The National Institute of Health and Care Excellence (NICE) in final guidance today said the drug was not cost effective because it didn’t show an overall survival benefit compared to standard chemotherapy. The panel did acknowledge more patients taking Besponsa were able to have a stem cell transplant for their condition than those getting chemo.
“Today’s frustrating decision for inotuzumab ozogamicin is another example of how NICE is not appropriately assessing the value of modern cancer medicines, leaving patients without access to new treatments that could transform their lives,” Pfizer said in a statement. “We strongly believe this is an important and effective medicine which should be routinely available to patients and we will be appealing this decision.”
While Pfizer estimated that the drug would cost around £46,000 (about $59,372) per Quality Adjusted Life Year (QALY) gained, NICE said its calculations found it would be “substantially higher” than £50,000 QALY threshold that would make it acceptable, even after Pfizer discounted the list price of £8,048 per 1 mg vial.
In the U.S., Pfizer has said that based on the typical duration of treatment, the total cost of the drug will be $168,300, before discounts.
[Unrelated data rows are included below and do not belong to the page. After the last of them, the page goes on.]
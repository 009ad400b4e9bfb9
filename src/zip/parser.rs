//! Central directory parsing.
//!
//! ZIP files are read from the end:
//! 1. Find the End of Central Directory (EOCD) at the file's end
//! 2. If any EOCD field is saturated, follow the ZIP64 locator to the ZIP64 EOCD
//! 3. Read the whole Central Directory in one request and parse every header
//!
//! Entry data is only touched later, through [`ZipArchive::open_entry`].

use byteorder::{LittleEndian, ReadBytesExt};
use std::io::{Cursor, Read};
use std::sync::Arc;

use crate::io::ReadAt;
use anyhow::{Context, Result, bail};
use log::debug;

use super::stream::EntryStream;
use super::structures::*;

/// Maximum ZIP comment size allowed by the format (65535 bytes).
///
/// This limits the search area when looking for EOCD with a comment.
const MAX_COMMENT_SIZE: u64 = 65535;

/// An opened ZIP archive: the parsed central directory plus the source it
/// came from.
///
/// Opening reads only the archive tail and the central directory. Entry
/// contents are streamed on demand with [`open_entry`](Self::open_entry).
pub struct ZipArchive<R: ReadAt> {
    reader: Arc<R>,
    entries: Vec<ZipEntry>,
}

impl<R: ReadAt> ZipArchive<R> {
    /// Parse the central directory of `reader`.
    ///
    /// # Errors
    ///
    /// Returns an error if no EOCD can be found, the ZIP64 records are
    /// missing, or any central directory header is malformed.
    pub async fn open(reader: Arc<R>) -> Result<Self> {
        let size = reader.size();
        let (eocd, eocd_offset) = find_eocd(reader.as_ref(), size).await?;

        let (cd_offset, cd_size, total_entries) = if eocd.is_zip64() {
            let eocd64 = read_zip64_eocd(reader.as_ref(), eocd_offset).await?;
            (eocd64.cd_offset, eocd64.cd_size, eocd64.total_entries)
        } else {
            (
                eocd.cd_offset as u64,
                eocd.cd_size as u64,
                eocd.total_entries as u64,
            )
        };

        if cd_offset.checked_add(cd_size).is_none_or(|end| end > eocd_offset) {
            bail!(
                "Central Directory (offset {}, size {}) lies outside the archive",
                cd_offset,
                cd_size
            );
        }

        let mut cd_data = vec![0u8; cd_size as usize];
        reader
            .read_exact_at(cd_offset, &mut cd_data)
            .await
            .context("Failed to read Central Directory")?;

        // The declared count is untrusted; never reserve more headers than fit.
        let capacity = total_entries.min(cd_size / CDFH_MIN_SIZE as u64) as usize;
        let mut entries = Vec::with_capacity(capacity);
        let mut cursor = Cursor::new(cd_data.as_slice());

        for index in 0..total_entries {
            let entry = parse_cdfh(&mut cursor)
                .with_context(|| format!("Invalid Central Directory entry #{}", index))?;
            entries.push(entry);
        }

        debug!(
            "opened archive: {} entries, central directory {} bytes at {}",
            entries.len(),
            cd_size,
            cd_offset
        );

        Ok(Self { reader, entries })
    }

    /// Entries in central directory order.
    pub fn entries(&self) -> &[ZipEntry] {
        &self.entries
    }

    pub fn len(&self) -> usize {
        self.entries.len()
    }

    pub fn is_empty(&self) -> bool {
        self.entries.is_empty()
    }

    pub fn reader(&self) -> &Arc<R> {
        &self.reader
    }

    /// Offset of the first byte of `entry`'s compressed data.
    ///
    /// The Local File Header's name and extra field lengths may differ from
    /// the central directory copy, so the header itself is read.
    pub async fn data_offset(&self, entry: &ZipEntry) -> Result<u64> {
        let mut lfh_buf = [0u8; LFH_SIZE];
        self.reader
            .read_exact_at(entry.lfh_offset, &mut lfh_buf)
            .await
            .with_context(|| format!("Failed to read Local File Header of {}", entry.name))?;

        if &lfh_buf[0..4] != LFH_SIGNATURE {
            bail!("Invalid Local File Header for {}", entry.name);
        }

        let mut cursor = Cursor::new(&lfh_buf[26..]);
        let file_name_length = cursor.read_u16::<LittleEndian>()? as u64;
        let extra_field_length = cursor.read_u16::<LittleEndian>()? as u64;

        Ok(entry.lfh_offset + LFH_SIZE as u64 + file_name_length + extra_field_length)
    }

    /// Open a decompression stream over `entry`'s content.
    ///
    /// # Errors
    ///
    /// Fails for encrypted entries, unsupported compression methods, data
    /// that would extend past the end of the archive, or an invalid Local
    /// File Header.
    pub async fn open_entry<'a>(&'a self, entry: &'a ZipEntry) -> Result<EntryStream<'a, R>> {
        if entry.is_encrypted() {
            bail!("Encrypted entry {} is not supported", entry.name);
        }
        if let CompressionMethod::Unknown(method) = entry.compression_method {
            bail!(
                "Unsupported compression method {} for {}",
                method,
                entry.name
            );
        }

        let data_offset = self.data_offset(entry).await?;
        if data_offset
            .checked_add(entry.compressed_size)
            .is_none_or(|end| end > self.reader.size())
        {
            bail!("Data of {} extends past the end of the archive", entry.name);
        }

        Ok(EntryStream::new(self.reader.as_ref(), entry, data_offset))
    }
}

/// Find and parse the End of Central Directory record.
///
/// Tries the comment-less position first, then searches backwards through
/// the largest possible comment window.
async fn find_eocd<R: ReadAt>(reader: &R, size: u64) -> Result<(EndOfCentralDirectory, u64)> {
    let eocd_size = EndOfCentralDirectory::SIZE as u64;
    if size < eocd_size {
        bail!("Not a valid ZIP file: {} bytes is too small", size);
    }

    let offset = size - eocd_size;
    let mut buf = [0u8; EndOfCentralDirectory::SIZE];
    reader.read_exact_at(offset, &mut buf).await?;
    if &buf[0..4] == EndOfCentralDirectory::SIGNATURE && buf[20..22] == [0, 0] {
        return Ok((EndOfCentralDirectory::from_bytes(&buf)?, offset));
    }

    let search_size = (MAX_COMMENT_SIZE + eocd_size).min(size);
    let search_start = size - search_size;
    let mut buf = vec![0u8; search_size as usize];
    reader.read_exact_at(search_start, &mut buf).await?;

    // The comment length must account for every byte after the record.
    for i in (0..=buf.len() - EndOfCentralDirectory::SIZE).rev() {
        if &buf[i..i + 4] != EndOfCentralDirectory::SIGNATURE {
            continue;
        }
        let comment_len = u16::from_le_bytes([buf[i + 20], buf[i + 21]]) as usize;
        if comment_len == buf.len() - i - EndOfCentralDirectory::SIZE {
            let eocd =
                EndOfCentralDirectory::from_bytes(&buf[i..i + EndOfCentralDirectory::SIZE])?;
            return Ok((eocd, search_start + i as u64));
        }
    }

    bail!("Not a valid ZIP file: End of Central Directory not found")
}

/// Read the ZIP64 EOCD via the locator stored just before the regular EOCD.
async fn read_zip64_eocd<R: ReadAt>(reader: &R, eocd_offset: u64) -> Result<Zip64Eocd> {
    let Some(locator_offset) = eocd_offset.checked_sub(Zip64EocdLocator::SIZE as u64) else {
        bail!("Missing ZIP64 End of Central Directory Locator");
    };
    let mut locator_buf = [0u8; Zip64EocdLocator::SIZE];
    reader.read_exact_at(locator_offset, &mut locator_buf).await?;
    let locator = Zip64EocdLocator::from_bytes(&locator_buf)?;

    let mut eocd64_buf = [0u8; Zip64Eocd::MIN_SIZE];
    reader
        .read_exact_at(locator.eocd64_offset, &mut eocd64_buf)
        .await?;
    Zip64Eocd::from_bytes(&eocd64_buf)
}

/// Parse one Central Directory File Header.
fn parse_cdfh(cursor: &mut Cursor<&[u8]>) -> Result<ZipEntry> {
    let mut sig = [0u8; 4];
    cursor.read_exact(&mut sig)?;
    if sig != CDFH_SIGNATURE {
        bail!("Invalid Central Directory File Header signature");
    }

    let _version_made_by = cursor.read_u16::<LittleEndian>()?;
    let _version_needed = cursor.read_u16::<LittleEndian>()?;
    let flags = cursor.read_u16::<LittleEndian>()?;
    let compression_method = cursor.read_u16::<LittleEndian>()?;
    let last_mod_time = cursor.read_u16::<LittleEndian>()?;
    let last_mod_date = cursor.read_u16::<LittleEndian>()?;
    let crc32 = cursor.read_u32::<LittleEndian>()?;
    let mut compressed_size = cursor.read_u32::<LittleEndian>()? as u64;
    let mut uncompressed_size = cursor.read_u32::<LittleEndian>()? as u64;
    let file_name_length = cursor.read_u16::<LittleEndian>()?;
    let extra_field_length = cursor.read_u16::<LittleEndian>()?;
    let file_comment_length = cursor.read_u16::<LittleEndian>()?;
    let _disk_number_start = cursor.read_u16::<LittleEndian>()?;
    let _internal_attrs = cursor.read_u16::<LittleEndian>()?;
    let _external_attrs = cursor.read_u32::<LittleEndian>()?;
    let mut lfh_offset = cursor.read_u32::<LittleEndian>()? as u64;

    let mut name_bytes = vec![0u8; file_name_length as usize];
    cursor.read_exact(&mut name_bytes)?;
    let name = String::from_utf8_lossy(&name_bytes).into_owned();
    let is_directory = name.ends_with('/');

    let mut extra = vec![0u8; extra_field_length as usize];
    cursor.read_exact(&mut extra)?;
    let mut extra = Cursor::new(extra.as_slice());
    while extra.position() + 4 <= extra_field_length as u64 {
        let header_id = extra.read_u16::<LittleEndian>()?;
        let field_size = extra.read_u16::<LittleEndian>()? as u64;
        let field_end = extra.position() + field_size;

        if header_id == ZIP64_EXTRA_ID {
            // Only saturated header fields are present, in this fixed order
            if uncompressed_size == 0xFFFFFFFF && extra.position() + 8 <= field_end {
                uncompressed_size = extra.read_u64::<LittleEndian>()?;
            }
            if compressed_size == 0xFFFFFFFF && extra.position() + 8 <= field_end {
                compressed_size = extra.read_u64::<LittleEndian>()?;
            }
            if lfh_offset == 0xFFFFFFFF && extra.position() + 8 <= field_end {
                lfh_offset = extra.read_u64::<LittleEndian>()?;
            }
        }
        extra.set_position(field_end);
    }

    let comment_end = cursor.position() + file_comment_length as u64;
    if comment_end > cursor.get_ref().len() as u64 {
        bail!("File comment of {} is truncated", name);
    }
    cursor.set_position(comment_end);

    Ok(ZipEntry {
        name,
        is_directory,
        compression_method: CompressionMethod::from_u16(compression_method),
        compressed_size,
        uncompressed_size,
        crc32,
        flags,
        lfh_offset,
        last_mod_time,
        last_mod_date,
    })
}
Besponsa advocate Professor David Marks, who was also quoted in the Pfizer statement, said he was particularly offended by NICE’s cost determination. That was because NICE relied on data from using its Incremental Cost Effectiveness Ratio of medicines, Marks is with the department of hematology and BMT at University Hospitals Bristol NHS Foundation Trust.
“Of specific concern in the final appraisal determination for inotuzumab ozogamicin is a gross misrepresentation of clinical practice in the U.K.,” Marks declared. “ The ICER has been calculated incorrectly, based on clinicians using six courses of the drug. This is totally wrong. No patient in the U.K. will require more than two to three courses of the drug before a potentially curative transplant. Despite NICE being informed about this, it appears not to have been taken into account.”
NICE often turns down new pricey drugs, approving them only after drugmakers come back with deeper discounts. But its practices have led to some drugmakers complaining loudly about the cost overlord’s treatment of patients. Last year Eisai even threatened litigation when NICE left its thyroid cancer drug Lenvima off its revamped Cancer Drugs Fund (CDF) and delayed reconsideration for a year.
Editor's Note: The story was updated to indicate that the ICER referred to in the story is NICE's Incremental Cost Effectiveness Ratio of medicines.